Résumé en anglais: This is a case report of dermatitis associated with the mite Straelensia
cynotis in a dog. The dog lives in rural areas and is in frequent contact with fox dens. The
clinical signs consisted of numerous papules and some nodules scattered at the head, the back
line and the lateral surface of the members of the dog, accompanied by alopecia and scaly
areas. No pruritus was observed. The dissection of the papules and the pathologic analysis of
a biopsy showed the presence of the mite S. cynotis in papules. The dog was treated with
Promeris duo®. The dog has never ceased to be in contact with the forests and fields. The
lesions began to disappear after two weeks and completely disappeared after two months.
Signalement de l’animal: Curly est une chienne Jack Russel à poil dur, noir blanc et feu, non
stérilisée âgée de 2 ans. Son numéro d’identification est le 977200007040204.

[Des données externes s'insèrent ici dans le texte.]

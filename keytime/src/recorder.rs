use crate::codec::{KeyCodec, KeyToken, NamedKey};
use crate::config::KeytimeConfig;
use crate::errors::{KeytimeError, Result};
use crate::keystroke::{Keystroke, KeystrokeSequence, Log};
use crate::player::compress_long_pause;
use std::time::Instant;
use tracing::{debug, info, warn};

/// A raw key notification from the keyboard hook
#[derive(Debug, Clone, PartialEq, Eq)]
pub enum KeyEvent {
    /// A key that produced a character
    Char(char),
    /// A key from the named registry
    Named(NamedKey),
    /// The escape key, which always ends a recording
    Escape,
    /// Any other key the hook reports (arrows, function keys, ...)
    Unmapped(String),
}

/// Why a recording stopped
#[derive(Debug, Clone, Copy, PartialEq, Eq)]
pub enum StopReason {
    Escape,
    StopKey,
    WordCap,
}

/// The recorder's view of what has been typed so far
#[derive(Debug, Clone, PartialEq)]
pub struct RecorderSnapshot {
    pub keystrokes: KeystrokeSequence,
    pub string: String,
    pub word_count: usize,
}

/// Turns live key events into a keystroke sequence with real timing, while
/// mirroring the typed text and counting words.
pub struct Recorder {
    codec: KeyCodec,
    config: KeytimeConfig,
    keystrokes: KeystrokeSequence,
    typed: String,
    word_count: usize,
    prev_time: Instant,
}

impl Recorder {
    pub fn new(config: KeytimeConfig) -> Self {
        Self {
            codec: KeyCodec::new(config.clone()),
            config,
            keystrokes: KeystrokeSequence::new(),
            typed: String::new(),
            word_count: 0,
            prev_time: Instant::now(),
        }
    }

    /// Clear keystrokes, typed text and word count.
    pub fn reset(&mut self) {
        self.keystrokes = KeystrokeSequence::new();
        self.typed.clear();
        self.word_count = 0;
        self.prev_time = Instant::now();
    }

    pub fn word_count(&self) -> usize {
        self.word_count
    }

    pub fn typed(&self) -> &str {
        &self.typed
    }

    pub fn word_cap_reached(&self) -> bool {
        self.word_count >= self.config.recorder_max_words
    }

    pub fn last_keystroke(&self) -> Option<&Keystroke> {
        self.keystrokes.last()
    }

    pub fn current_log(&self) -> RecorderSnapshot {
        RecorderSnapshot {
            keystrokes: self.keystrokes.clone(),
            string: self.typed.clone(),
            word_count: self.word_count,
        }
    }

    /// Handle a key press. Returns whether the key was recorded.
    pub fn on_key_event(&mut self, event: &KeyEvent) -> bool {
        self.on_key_event_at(event, Instant::now())
    }

    /// Handle a key press that happened at `now`.
    pub fn on_key_event_at(&mut self, event: &KeyEvent, now: Instant) -> bool {
        let token = match event {
            KeyEvent::Char(c) => self.codec.token_for_typed(*c),
            KeyEvent::Named(key) => Ok(KeyToken::Named(*key)),
            KeyEvent::Escape | KeyEvent::Unmapped(_) => {
                debug!(?event, "Ignoring key outside the registry");
                return false;
            }
        };
        let token = match token.and_then(|token| self.codec.admits(&token).map(|_| token)) {
            Ok(token) => token,
            Err(rejection) => {
                warn!(?event, "Key not recorded: {rejection}");
                return false;
            }
        };

        let elapsed = now.saturating_duration_since(self.prev_time).as_secs_f64();
        let delay = self.config.round_delay(compress_long_pause(elapsed));
        self.keystrokes.push(token, Some(delay));
        self.prev_time = now;

        match token {
            KeyToken::Printable(c) => self.typed.push(c),
            KeyToken::Escaped(escaped) => self.typed.push(escaped.char()),
            KeyToken::Stop => self.typed.push(self.config.stop_char),
            KeyToken::Named(NamedKey::Space) => {
                self.typed.push(' ');
                self.word_count += 1;
            }
            KeyToken::Named(NamedKey::Enter) => self.typed.push('\n'),
            KeyToken::Named(NamedKey::Tab) => self.typed.push('\t'),
            KeyToken::Named(NamedKey::Backspace) => {
                if self.typed.pop() == Some(' ') {
                    self.word_count = self.word_count.saturating_sub(1);
                }
            }
            KeyToken::Named(NamedKey::Shift | NamedKey::CapsLock) => {}
        }
        true
    }

    /// Handle a key release. Returns the reason to stop listening, if any.
    pub fn on_key_release(&self, event: &KeyEvent) -> Option<StopReason> {
        let reason = match event {
            KeyEvent::Escape => Some(StopReason::Escape),
            _ if self.word_cap_reached() => Some(StopReason::WordCap),
            KeyEvent::Char(c) if *c == self.config.stop_char => Some(StopReason::StopKey),
            _ => None,
        };
        if let Some(reason) = reason {
            info!(?reason, words = self.word_count, "Recording stop condition met");
        }
        reason
    }

    /// Build a log from what has been recorded so far.
    pub fn to_log(&self) -> Result<Log> {
        if self.typed.is_empty() {
            return Err(KeytimeError::InvalidLog("no keystrokes to save".to_string()));
        }
        Log::new(self.typed.clone(), self.keystrokes.clone())
    }

    /// Replace the recorded state with an existing log.
    pub fn replace_with(&mut self, log: &Log) -> Result<()> {
        log.validate()?;
        self.keystrokes = log.keystrokes.clone();
        self.typed = log.string.clone();
        self.word_count = log.string.matches(' ').count();
        Ok(())
    }
}
use crate::codec::Key;
use crate::device::KeyboardDevice;
use crate::errors::DeviceError;
use std::sync::{Arc, Mutex};


// Initialize tracing for tests
pub fn init_tracing() {
    use tracing_subscriber::{fmt, EnvFilter};
    let _ = fmt()
        .with_env_filter(EnvFilter::from_default_env().add_directive(tracing::Level::DEBUG.into()))
        .with_target(true)
        .with_test_writer()
        .try_init();
}

/// Device that only remembers what it was asked to type
#[derive(Clone, Default)]
pub struct RecordingDevice {
    pub keys: Arc<Mutex<Vec<Key>>>,
}

impl RecordingDevice {
    pub fn typed(&self) -> Vec<Key> {
        self.keys.lock().unwrap().clone()
    }
}

impl KeyboardDevice for RecordingDevice {
    fn tap(&mut self, key: Key) -> Result<(), DeviceError> {
        self.keys.lock().unwrap().push(key);
        Ok(())
    }

    fn press(&mut self, key: Key) -> Result<(), DeviceError> {
        self.keys.lock().unwrap().push(key);
        Ok(())
    }

    fn release(&mut self, _key: Key) -> Result<(), DeviceError> {
        Ok(())
    }
}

Anamnèse: En avril 2009, les propriétaires remarquent l’apparition brutale de nombreux petits
« boutons » sur la tête, la ligne du dos, et la face externe des membres de Curly, alors âgée de
un an et demi.
Ils consultent un vétérinaire qui diagnostique une pyodermite. Un traitement antibiotique
(amoxicilline + acide clavulanique : Synulox® pendant 15 jours) et des shampooings à base
de chlorexidine sont prescrits.
Aucune amélioration n’est observée.
Curly vit à la campagne, avec un labrador et 3 chevaux. Le jardin n’est pas clôturé, elle a
accès aux champs avoisinants et va régulièrement dans les tanières de renards. Elle mange des
croquettes Pro plan® pour chien adulte de petite taille. Elle est correctement vaccinée contre
la maladie de Carré, l’hépatite de Rubarth, la parvovirose, la toux des chenils (Canigen®),
ainsi que la rage (Nobivac rabies®). Elle est également régulièrement vermifugée
(Milbemax®).
Examen clinique: Curly est en bon état général, pèse 4 kg, sa température rectale est de
38,5°C, les muqueuses sont roses, le TRC < 2 sec, les orifices respiratoires, digestifs, et
génitaux ne présentent rien d’anormal. L’auscultation cardio-respiratoire est normale
(FC=105 bpm ; FR=18 rpm).
La peau présente de nombreuses papules, et quelques nodules disséminés au niveau de la tête,
de la ligne du dos et de la face externe des membres. Les papules sont fermes et présentent en
leur centre un petit point blanc nacré. Certaines sont croûteuses, et parfois sanieuses.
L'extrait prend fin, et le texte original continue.